Landlords are benefiting from continuing reductions in buy-to-let mortgage rates as new data shows they have fallen by as much as 8 per cent over the past six months, according to Mortgage Brain’s latest data analysis.
The cost of a five-year fixed buy-to-let loan with a 70 per cent loan-to-value (LTV) is now 2.8 per cent, which means there is a potential annualised saving of £738 on a £150,000 mortgage.
Buy-to-let mortgages with a 60 per cent LTV have also come down in the past six months.
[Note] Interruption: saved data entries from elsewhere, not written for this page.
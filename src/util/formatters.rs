pub fn ordinal(value: i64) -> String {
    let suffix = match value.rem_euclid(100) {
        11..=13 => "th",
        _ => match value.rem_euclid(10) {
            1 => "st",
            2 => "nd",
            3 => "rd",
            _ => "th",
        },
    };

    format!("{value}{suffix}")
}

#[cfg(test)]
mod tests {
    use super::*;

    #[test]
    fn ordinal_suffixes_match() {
        assert_eq!(ordinal(1), "1st");
        assert_eq!(ordinal(2), "2nd");
        assert_eq!(ordinal(3), "3rd");
        assert_eq!(ordinal(4), "4th");
        assert_eq!(ordinal(11), "11th");
    }
}
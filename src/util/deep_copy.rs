use serde_json::{Map, Value};

pub fn deep_copy(value: &Value) -> Value {
    deep_extend(&Value::Null, value)
}

pub fn deep_extend(target: &Value, source: &Value) -> Value {
    match source {
        Value::Object(source_map) => {
            let mut result = match target {
                Value::Object(target_map) => target_map.clone(),
                _ => Map::new(),
            };
            for (key, value) in source_map {
                if key == "__proto__" {
                    continue;
                }
                let existing = result.get(key).cloned().unwrap_or(Value::Null);
                result.insert(key.clone(), deep_extend(&existing, value));
            }
            Value::Object(result)
        }
        Value::Array(source_array) => Value::Array(source_array.clone()),
        Value::Null | Value::Bool(_) | Value::Number(_) | Value::String(_) => source.clone(),
    }
}

#[cfg(test)]
mod tests {
    use super::*;
    use serde_json::json;

    #[test]
    fn deep_copy_preserves_nested_objects() {
        let original = json!({"a": {"b": 2}});
        let copy = deep_copy(&original);
        assert_eq!(original, copy);
    }

    #[test]
    fn deep_extend_merges_objects() {
        let target = json!({"a": {"b": 1}, "c": 2});
        let source = json!({"a": {"d": 3}});
        let merged = deep_extend(&target, &source);
        assert_eq!(merged["a"]["b"], json!(1));
        assert_eq!(merged["a"]["d"], json!(3));
        assert_eq!(merged["c"], json!(2));
    }

    #[test]
    fn deep_extend_overwrites_arrays() {
        let target = json!([1, 2, 3]);
        let source = json!([4, 5]);
        let merged = deep_extend(&target, &source);
        assert_eq!(merged, source);
    }
}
A five-year fixed rate is down by 5 per cent, a three-year fixed rate is down 4 per cent, and a two-year fixed rate is down 2 per cent in cost since March 2016.
The cost of the lowest rate three-year fixed buy-to-let mortgage at 2.64 per cent, and a two-year fixed rate at 2.89 per cent – both with a 70 per cent LTV – has seen a 6 per cent reduction in cost since March and offer landlords an annualised saving of £504 and £540 respectively.
Mark Lofthouse, chief executive of Mortgage Brain, said: “With further interest rate cuts predicted by the Bank of England it will be interesting to see what happens to mortgage rates and costs over the next few months.”
Ryan Tuff, mortgage advisor at Tussle, said: “This is all good news for homeowners – especially those who have seen the value of their home increase since purchase – and presents a good time to take advantage of these loan-to-value driven rates.”